The Width Of My Reach

When I started out on this journey, I did so selfishly. After all, exercise is the only thing proven to slow the progression of this non-curable disease I'm fighting (Parkinson's). I didn't do this to champion the cause. In fact, just one year prior, I did it to just have fun, never expecting what events would unfold.

June 20, 2015, I entered a small alumni track meet 20 years after my last competitive meet, benefiting local Junior Olympians. I ran in the 800M relay, for the first time ever. And then the 400M run, which was my event in high school. I won against men, women and children! I will never forget a comment I read to a picture I posted on social media that day. "Whatever you do, don't stop. If you do, your disease will take over!" I have no idea who wrote those words, but I will never forget them. Those simple words have probably had some of the greatest impact in my life.

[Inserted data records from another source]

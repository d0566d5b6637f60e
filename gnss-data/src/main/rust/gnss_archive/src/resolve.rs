/*
 * Copyright (c) 2024, United States Government, as represented by the
 * Administrator of the National Aeronautics and Space Administration.
 * All rights reserved.
 *
 * The RACE - Runtime for Airspace Concept Evaluation platform is licensed
 * under the Apache License, Version 2.0 (the "License"); you may not use
 * this file except in compliance with the License. You may obtain a copy
 * of the License at http://www.apache.org/licenses/LICENSE-2.0.
 *
 * Unless required by applicable law or agreed to in writing, software
 * distributed under the License is distributed on an "AS IS" BASIS,
 * WITHOUT WARRANTIES OR CONDITIONS OF ANY KIND, either express or implied.
 * See the License for the specific language governing permissions and
 * limitations under the License.
 */

/// the multi-source resolver - decides where and when a request can be filled and
/// drives retrieval into a target archive.
///
/// Candidates are (product variant, archive) pairs: variants by descending subtype
/// priority, archives within a variant in two bands - archives explicitly listing
/// the request station first, wildcard-only archives second - each band by
/// descending archive priority. The first candidate that delivers every file of
/// the request wins; transport and wildcard failures only fail the candidate.

use std::cmp::min;
use std::path::{Path,PathBuf};

use chrono::{DateTime,Utc};
use log::{debug,info,warn};

use gnss_products::{ProductCatalog,ProductType};
use gnss_products::avail::{check_availability,ProductAvailability};
use gnss_products::request::{Request,RequestStatus};
use gnss_products::template::{file_specs,FileSpec};
use crate::compress::CompressionRegistry;
use crate::errors::{GnssArchiveError,Result};
use crate::{archive_name,fetch_file,resolve_filename,store_file,Archive};

/// aggregate result of one fulfillment pass over all candidates
#[derive(Debug)]
pub struct FillOutcome {
    pub status: RequestStatus,

    /// earliest availability (PENDING), suggested retry (DELAYED) or actual
    /// availability of the supplied variant (COMPLETED)
    pub available_date: Option<DateTime<Utc>>,

    pub supplied_subtype: Option<String>,

    /// target-relative specs of the files now present in the target archive
    pub files: Vec<FileSpec>,

    pub message: Option<String>
}

impl FillOutcome {
    fn unavailable (message: impl ToString) -> FillOutcome {
        FillOutcome {
            status: RequestStatus::Unavailable,
            available_date: None,
            supplied_subtype: None,
            files: Vec::new(),
            message: Some(message.to_string())
        }
    }
}

/// archive visit order for a station: explicitly-listing archives before
/// wildcard-only ones, descending archive priority within each band,
/// excluded-station archives dropped
pub fn candidate_archive_order (archives: &[Box<dyn Archive>], station: Option<&str>) -> Vec<usize> {
    let mut matching: Vec<usize> = Vec::new();
    let mut wildcard: Vec<usize> = Vec::new();

    for (i,arc) in archives.iter().enumerate() {
        let info = &arc.core().info;
        match station {
            Some(st) => {
                if info.excludes_station(st) {
                    continue;
                }
                if info.lists_station(st) {
                    matching.push(i);
                } else if info.has_station_wildcard() {
                    wildcard.push(i);
                }
            }
            None => matching.push(i)
        }
    }

    let by_priority = |a: &usize, b: &usize| {
        archives[*b].core().info.priority.cmp( &archives[*a].core().info.priority)
    };
    matching.sort_by(by_priority);
    wildcard.sort_by(by_priority);

    matching.extend(wildcard);
    matching
}

/// predict when any candidate could serve the request, without touching the
/// network. UNAVAILABLE iff no archive can ever serve it.
pub fn predict_availability (catalog: &ProductCatalog, archives: &[Box<dyn Archive>],
                             req: &Request, now: &DateTime<Utc>) -> FillOutcome {
    let variants = catalog.select(&req.type_code, &req.subtype_spec());
    if variants.is_empty() {
        return FillOutcome::unavailable( format!("no product variants for {}/{}", req.type_code, req.subtype));
    }

    let order = candidate_archive_order(archives, req.station.as_deref());
    let mut earliest: Option<DateTime<Utc>> = None;
    let mut last_reason: Option<String> = None;

    for pt in &variants {
        for &ai in &order {
            let info = &archives[ai].core().info;
            if !info.carries(pt) { continue; }

            match check_availability( info.product_for(pt), &req.start, &req.end, now) {
                ProductAvailability::At { available_time, .. } => {
                    earliest = Some( earliest.map_or( available_time, |t| min(t, available_time)));
                }
                ProductAvailability::Never { reason } => { last_reason = Some(reason); }
            }
        }
    }

    match earliest {
        Some(available_date) => FillOutcome {
            status: RequestStatus::Pending,
            available_date: Some(available_date),
            supplied_subtype: None,
            files: Vec::new(),
            message: None
        },
        None => FillOutcome::unavailable( last_reason.unwrap_or_else(|| "no candidate archive".to_string()))
    }
}

/// one fulfillment pass: try candidates in order until one delivers, recording
/// PENDING/DELAYED times along the way. Only configuration errors propagate;
/// transport and wildcard failures are folded into the outcome.
pub async fn fill_request (catalog: &ProductCatalog, registry: &CompressionRegistry,
                           archives: &mut [Box<dyn Archive>], req: &Request,
                           target: &mut dyn Archive, tmp_dir: &Path,
                           now: &DateTime<Utc>) -> Result<FillOutcome> {
    let variants: Vec<ProductType> = catalog.select(&req.type_code, &req.subtype_spec())
        .into_iter().cloned().collect();
    if variants.is_empty() {
        return Ok( FillOutcome::unavailable( format!("no product variants for {}/{}", req.type_code, req.subtype)));
    }

    let order = candidate_archive_order(archives, req.station.as_deref());

    let mut pending_time: Option<DateTime<Utc>> = None;
    let mut retry_time: Option<DateTime<Utc>> = None;
    let mut message: Option<String> = None;

    for pt in &variants {
        for &ai in &order {
            let arc = archives[ai].as_mut();
            if !arc.core().info.carries(pt) { continue; }

            let apt = arc.core().info.product_for(pt).clone();
            let (available_time, fail_time) = match check_availability(&apt, &req.start, &req.end, now) {
                ProductAvailability::Never { reason } => {
                    debug!("{}: {}", archive_name(arc), reason);
                    if message.is_none() { message = Some(reason); }
                    continue;
                }
                ProductAvailability::At { available_time, fail_time } => (available_time, fail_time)
            };

            if available_time > *now {
                debug!("{}/{} not available from {} before {}", pt.type_code, pt.subtype, archive_name(arc), available_time);
                pending_time = Some( pending_time.map_or( available_time, |t| min(t, available_time)));
                continue;
            }

            match fetch_candidate(arc, registry, &apt, pt, req, target, tmp_dir).await {
                Ok(files) => {
                    info!("{}/{} for {} supplied by {} ({})", pt.type_code, pt.subtype, req.reqid(), archive_name(arc), pt.subtype);
                    return Ok( FillOutcome {
                        status: RequestStatus::Completed,
                        available_date: Some(available_time),
                        supplied_subtype: Some(pt.subtype.clone()),
                        files,
                        message: None
                    });
                }
                Err(e) if e.is_retryable() => {
                    let suggested = min( *now + apt.retry_duration(), fail_time);
                    warn!("{} cannot serve {}/{} now: {} (retry at {})", archive_name(arc), pt.type_code, pt.subtype, e, suggested);
                    retry_time = Some( retry_time.map_or( suggested, |t| min(t, suggested)));
                    message = Some( format!("{}: {}", archive_name(arc), e));
                }
                Err(e @ GnssArchiveError::ConfigError(_)) => return Err(e),
                Err(e) => {
                    warn!("{} failed on {}/{}: {}", archive_name(arc), pt.type_code, pt.subtype, e);
                    message = Some( format!("{}: {}", archive_name(arc), e));
                }
            }
        }
    }

    // COMPLETED > DELAYED > PENDING > UNAVAILABLE, earliest time wins for reporting
    let outcome = if let Some(retry) = retry_time {
        FillOutcome {
            status: RequestStatus::Delayed,
            available_date: Some( pending_time.map_or( retry, |p| min(p, retry))),
            supplied_subtype: None, files: Vec::new(), message
        }
    } else if let Some(available) = pending_time {
        FillOutcome {
            status: RequestStatus::Pending,
            available_date: Some(available),
            supplied_subtype: None, files: Vec::new(), message
        }
    } else {
        FillOutcome::unavailable( message.unwrap_or_else(|| "no candidate archive".to_string()))
    };
    Ok(outcome)
}

/// retrieve every file of one candidate into the target archive. Any failure
/// aborts the whole candidate; temp files never outlive the attempt
async fn fetch_candidate (arc: &mut dyn Archive, registry: &CompressionRegistry,
                          src_pt: &ProductType, pt: &ProductType, req: &Request,
                          target: &mut dyn Archive, tmp_dir: &Path) -> Result<Vec<FileSpec>> {
    let src_specs = file_specs(src_pt, req)?;
    let tgt_pt = target.core().info.product_for(pt).clone();
    let tgt_specs = file_specs(&tgt_pt, req)?;

    if src_specs.len() != tgt_specs.len() {
        return Err( GnssArchiveError::ConfigError(
            format!("source/target bucket mismatch for {}/{}", pt.type_code, pt.subtype)));
    }

    let mut stored = Vec::with_capacity(tgt_specs.len());
    for (src,tgt) in src_specs.iter().zip(tgt_specs.iter()) {
        fetch_one(arc, registry, src, tgt, target, tmp_dir).await?;
        stored.push( tgt.clone());
    }
    Ok(stored)
}

async fn fetch_one (arc: &mut dyn Archive, registry: &CompressionRegistry,
                    src: &FileSpec, tgt: &FileSpec,
                    target: &mut dyn Archive, tmp_dir: &Path) -> Result<()> {
    if crate::exists_file(target, &tgt.path, &tgt.filename).await.unwrap_or(false) {
        debug!("{} already holds {}/{}", archive_name(target), tgt.path, tgt.filename);
        return Ok(());
    }

    let filename = resolve_filename(arc, &src.path, &src.filename).await?;
    let fetched = fetch_file(arc, &src.path, &filename, tmp_dir).await?;

    let result = convert_and_store(arc, registry, &fetched, &filename, src, tgt, target, tmp_dir).await;
    let _ = std::fs::remove_file(&fetched);
    result
}

async fn convert_and_store (arc: &mut dyn Archive, registry: &CompressionRegistry,
                            fetched: &Path, filename: &str,
                            src: &FileSpec, tgt: &FileSpec,
                            target: &mut dyn Archive, tmp_dir: &Path) -> Result<()> {
    // declared archive compression wins, then suffix inference, then the product default
    let declared = arc.core().info.compression.clone();
    let from = declared.as_deref()
        .or_else(|| registry.infer_from_suffix(filename))
        .unwrap_or(&src.compression)
        .to_string();

    let converted = registry.convert(fetched, &from, &tgt.compression, tmp_dir)?;
    let result = store_file(target, &converted, &tgt.path, &tgt.filename).await;

    if converted != *fetched {
        let _ = std::fs::remove_file(&converted);
    }
    result
}
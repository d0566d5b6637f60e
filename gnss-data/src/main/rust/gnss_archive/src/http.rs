/*
 * Copyright (c) 2024, United States Government, as represented by the
 * Administrator of the National Aeronautics and Space Administration.
 * All rights reserved.
 *
 * The RACE - Runtime for Airspace Concept Evaluation platform is licensed
 * under the Apache License, Version 2.0 (the "License"); you may not use
 * this file except in compliance with the License. You may obtain a copy
 * of the License at http://www.apache.org/licenses/LICENSE-2.0.
 *
 * Unless required by applicable law or agreed to in writing, software
 * distributed under the License is distributed on an "AS IS" BASIS,
 * WITHOUT WARRANTIES OR CONDITIONS OF ANY KIND, either express or implied.
 * See the License for the specific language governing permissions and
 * limitations under the License.
 */

use std::io::Write;
use std::fs::File;
use std::path::Path;

use async_trait::async_trait;
use log::{debug,info};
use regex::Regex;

use crate::errors::{GnssArchiveError,Result,transport_error};
use crate::{Archive,ArchiveCore,ArchiveInfo,ArchiveScheme,join_path};

/// archive over plain http(s). Directory listings are parsed from the server's
/// index HTML (href attributes), which is what the public GNSS datacenters serve.
pub struct HttpArchive {
    core: ArchiveCore,
    client: reqwest::Client
}

impl HttpArchive {
    pub fn new (info: ArchiveInfo) -> Result<HttpArchive> {
        let client = reqwest::Client::builder()
            .timeout(info.timeout)
            .cookie_store(true)
            .build()?;
        Ok( HttpArchive { core: ArchiveCore::new(info), client })
    }

    fn base_url (&self) -> String {
        let info = &self.core.info;
        let scheme = if info.uri.scheme == ArchiveScheme::Https { "https" } else { "http" };
        let port = info.uri.port.map( |p| format!(":{}", p)).unwrap_or_default();
        format!("{}://{}{}/{}", scheme, info.uri.host, port, info.uri.base_path)
    }

    fn url_for (&self, path: &str, filename: &str) -> String {
        let dir = join_path(&self.base_url(), path);
        join_path(&dir, filename)
    }

    fn request (&self, url: &str) -> reqwest::RequestBuilder {
        let mut rb = self.client.get(url);
        if let Some(cred) = &self.core.info.credentials {
            rb = rb.basic_auth(&cred.username, Some(&cred.password));
        }
        rb
    }
}

/// parse filenames out of an index HTML page - one name per href that does not
/// look like a navigation link
pub fn parse_index_listing (html: &str) -> Vec<String> {
    // watch out - index formats differ between servers, keep the pattern loose
    let re = Regex::new(r#"href="([^"/?][^"/]*)""#).unwrap();
    re.captures_iter(html)
        .map( |cap| cap[1].to_string())
        .filter( |name| !name.starts_with('.') && !name.starts_with('#'))
        .collect()
}

async fn download_to (response: reqwest::Response, local: &Path) -> Result<()> {
    let mut file = File::create(local)?;
    let mut response = response;
    while let Some(chunk) = response.chunk().await? {
        file.write_all(&chunk)?;
    }
    Ok(())
}

#[async_trait]
impl Archive for HttpArchive {
    fn core (&self) -> &ArchiveCore { &self.core }
    fn core_mut (&mut self) -> &mut ArchiveCore { &mut self.core }

    async fn connect (&mut self) -> Result<()> { Ok(()) } // http is connectionless
    async fn disconnect (&mut self) {}

    async fn raw_list (&mut self, path: &str) -> Result<Vec<String>> {
        let url = join_path(&self.base_url(), path);
        let response = self.request(&url).send().await?;
        if !response.status().is_success() {
            return Err( transport_error( format!("list {} failed with status {}", url, response.status())));
        }
        let html = response.text().await?;
        Ok( parse_index_listing(&html))
    }

    async fn raw_fetch (&mut self, path: &str, filename: &str, local: &Path) -> Result<()> {
        let url = self.url_for(path, filename);
        debug!("fetching {}", url);

        let response = self.request(&url).send().await?;
        match response.status() {
            s if s.is_success() => download_to(response, local).await,
            s if s == http::StatusCode::NOT_FOUND.as_u16() => Err( GnssArchiveError::NotFound(url)),
            s => Err( transport_error( format!("get {} failed with status {}", url, s)))
        }
    }

    async fn raw_store (&mut self, _local: &Path, _path: &str, _filename: &str) -> Result<()> {
        Err( GnssArchiveError::ConfigError( format!("http archive '{}' is not writable", self.core.info.name)))
    }

    async fn raw_exists (&mut self, path: &str, filename: &str) -> Result<bool> {
        let url = self.url_for(path, filename);
        let mut rb = self.client.head(&url);
        if let Some(cred) = &self.core.info.credentials {
            rb = rb.basic_auth(&cred.username, Some(&cred.password));
        }
        let response = rb.send().await?;
        Ok( response.status().is_success())
    }
}

/// https archive that exchanges credentials for session cookies at a configured
/// endpoint before the first transfer. The cookie jar lives in the client, so a
/// reconnect re-runs the exchange.
pub struct TokenHttpArchive {
    inner: HttpArchive
}

impl TokenHttpArchive {
    pub fn new (info: ArchiveInfo) -> Result<TokenHttpArchive> {
        if info.auth_url.is_none() {
            return Err( GnssArchiveError::ConfigError( format!("token archive '{}' has no auth_url", info.name)));
        }
        Ok( TokenHttpArchive { inner: HttpArchive::new(info)? })
    }
}

#[async_trait]
impl Archive for TokenHttpArchive {
    fn core (&self) -> &ArchiveCore { self.inner.core() }
    fn core_mut (&mut self) -> &mut ArchiveCore { self.inner.core_mut() }

    async fn connect (&mut self) -> Result<()> {
        let info = &self.inner.core.info;
        let auth_url = info.auth_url.as_deref().unwrap(); // checked at construction
        let cred = info.credentials.as_ref()
            .ok_or_else(|| GnssArchiveError::ConfigError( format!("token archive '{}' has no credentials", info.name)))?;

        info!("{}: acquiring session token", info.name);
        let response = self.inner.client.post(auth_url)
            .form( &[("username", cred.username.as_str()), ("password", cred.password.as_str())])
            .send().await?;

        if response.status().is_success() {
            Ok(()) // session cookies are now in the jar
        } else {
            Err( transport_error( format!("token exchange at {} failed with status {}", auth_url, response.status())))
        }
    }

    async fn disconnect (&mut self) {
        // cookies expire server side; dropping the budget state is enough
    }

    async fn raw_list (&mut self, path: &str) -> Result<Vec<String>> {
        self.inner.raw_list(path).await
    }

    async fn raw_fetch (&mut self, path: &str, filename: &str, local: &Path) -> Result<()> {
        self.inner.raw_fetch(path, filename, local).await
    }

    async fn raw_store (&mut self, local: &Path, path: &str, filename: &str) -> Result<()> {
        self.inner.raw_store(local, path, filename).await
    }

    async fn raw_exists (&mut self, path: &str, filename: &str) -> Result<bool> {
        self.inner.raw_exists(path, filename).await
    }
}
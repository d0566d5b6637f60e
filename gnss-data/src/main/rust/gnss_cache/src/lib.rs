#![allow(unused)]
/*
 * Copyright (c) 2024, United States Government, as represented by the
 * Administrator of the National Aeronautics and Space Administration.
 * All rights reserved.
 *
 * The RACE - Runtime for Airspace Concept Evaluation platform is licensed
 * under the Apache License, Version 2.0 (the "License"); you may not use
 * this file except in compliance with the License. You may obtain a copy
 * of the License at http://www.apache.org/licenses/LICENSE-2.0.
 *
 * Unless required by applicable law or agreed to in writing, software
 * distributed under the License is distributed on an "AS IS" BASIS,
 * WITHOUT WARRANTIES OR CONDITIONS OF ANY KIND, either express or implied.
 * See the License for the specific language governing permissions and
 * limitations under the License.
 */

//! gnss_cache - the queued persistent product cache.
//!
//! A [`Cache`] is a writable file archive plus the [`index::CacheIndex`]: requests
//! are deduplicated across jobs by their reqid, not-yet-published products stay
//! queued with a predicted availability, due requests are re-driven through the
//! resolver by [`Cache::fill_pending`], and retention expiry removes jobs and
//! unlinked files. [`Context`] wires catalog, compression registry, archive set
//! and cache together - built once in main, threaded through the core thereafter.

pub mod errors;
pub mod index;

use std::cmp::max;
use std::path::{Path,PathBuf};
use std::time::Duration as StdDuration;

use chrono::{DateTime,Duration,Utc};
use log::{debug,info,warn};
use serde::{Serialize,Deserialize};

use gnss_archive::compress::{CompressionRegistry,CompressionType,SuffixRule};
use gnss_archive::resolve::{fill_request as resolve_fill,predict_availability,FillOutcome};
use gnss_archive::{create_archive,fetch_file,store_file,Archive,ArchiveConfig};
use gnss_common::datetime::{deserialize_duration,serialize_duration};
use gnss_common::fs::ensure_writable_dir;
use gnss_config::{env_or,ENV_CACHE_DIR,ENV_TMP_DIR};
use gnss_products::request::{Request,RequestStatus};
use gnss_products::{ProductCatalog,ProductType};
use crate::errors::{GnssCacheError,Result,config_error};
use crate::index::{CacheIndex,StoredRequest};

const INDEX_FILENAME: &str = "cache.db";

fn default_queue_latency () -> StdDuration { StdDuration::from_secs(600) }
fn default_job_retention () -> u32 { 7 }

Because of those words, I said "yes" to competing in a mud run several months later. Because of those powerful words, I ran despite kidney stones, tendinitis in both hips, cold and rainy weather and my Parkinson's. Because of those earth shattering words, I didn't quit when my body begged to, causing me to finish in the top 13% overall against more than 1400 competitors. Because of two sentences, comprised of 13 words, I applied to be on American Ninja Warrior against more than 75,000 others. Because those words held the heavy weight of my life, I ignored intimidation, facts that I only trained for 4 months and that I lacked the strength and coordination over the other incredible athletes. I still competed. And because of those basic words, my fight will never end.

That is the thing about our words. We never know the scope of them. We are dumbfounded by how far our actions travel. We are left in the dark as to the bones that hear our thoughts and the hearts jolted by what we do.

In the past 7 days, my world has been rocked. Not by seeing myself on national television. But, by the overwhelming magnitude of my reach.

I am a 38-year-old mom. That is a title I'm familiar with. But in the last 7 days, I've been referred to as a hero, a warrior, an athlete and a badass. Hearing those words created a humbling feeling inside that simply replied, "I'm unworthy."









I had both American Ninja Warrior Hosts Matt Iseman and Akbar Gbajabiamila praising me on social media for my run. The National Parkinson Foundation, Team Fox and the Davis Phinney Foundation tweeting accolades of support. And the hundreds of friends, family and even strangers sharing videos and posts. Immediately following my run I had dozens of text messages, hundreds of notifications and thousands of views. All of this was because I inspired them with my words and empowered them by my actions.

"We cried during your whole run on Ninja Warrior. You are amazing. Thank you!" -A stranger wrote.

By Thursday, the buzz began to slow. I had resumed training and was back at Iron Sports, the ninja gym I attend. There were many new faces, inspired by a TV show. At the beginning of our workout, I was talking to another ninja when one of the new faces chimed in.

"I saw you on the show," Rick said.

I politely smiled.

Then, as if electrocuted by lightning, he said words that shocked every fiber in my body.

"I have Young Onset Parkinson's. I watched you on the show and that is why I'm here."

I looked at him with murky eyes, stunned. I was left without words. And anyone that knows me, knows just how rare that is for me.

Words can slice through you like the sharpest ninja sword. Words can mend a broken heart and seal a fate. But, actions can back up those words or negate them all together. When the two are together, they are a force enough to begin and end all the planet's problems.

Rick showed action. Rick heard my words. I inspired someone to take back their life, say, "NO! I will NOT give up! And this is not how my story will end!!"

Not always will there be a Rick who proves the width of your reach. More often than not, your actions and words will be silently felt. But, remember, they ARE felt! Each of us holds an incredible power, simply by waking up and breathing. Each person we encounter, we leave a mark. Each smile or frown has the ability to wound. The tone of our voice can create a gaping hole that stitches can not fix. The width of your reach far surpasses the stretch of your arms.

I'm not a superwoman. I fail every day. There are times when I am depressed, lazy, or like when I began this fitness journey, selfish. But, I am blessed knowing my impression here on Earth will eventually turn into stone. On that stone, I wish them to write, "She lived, she loved and she did for nothing more."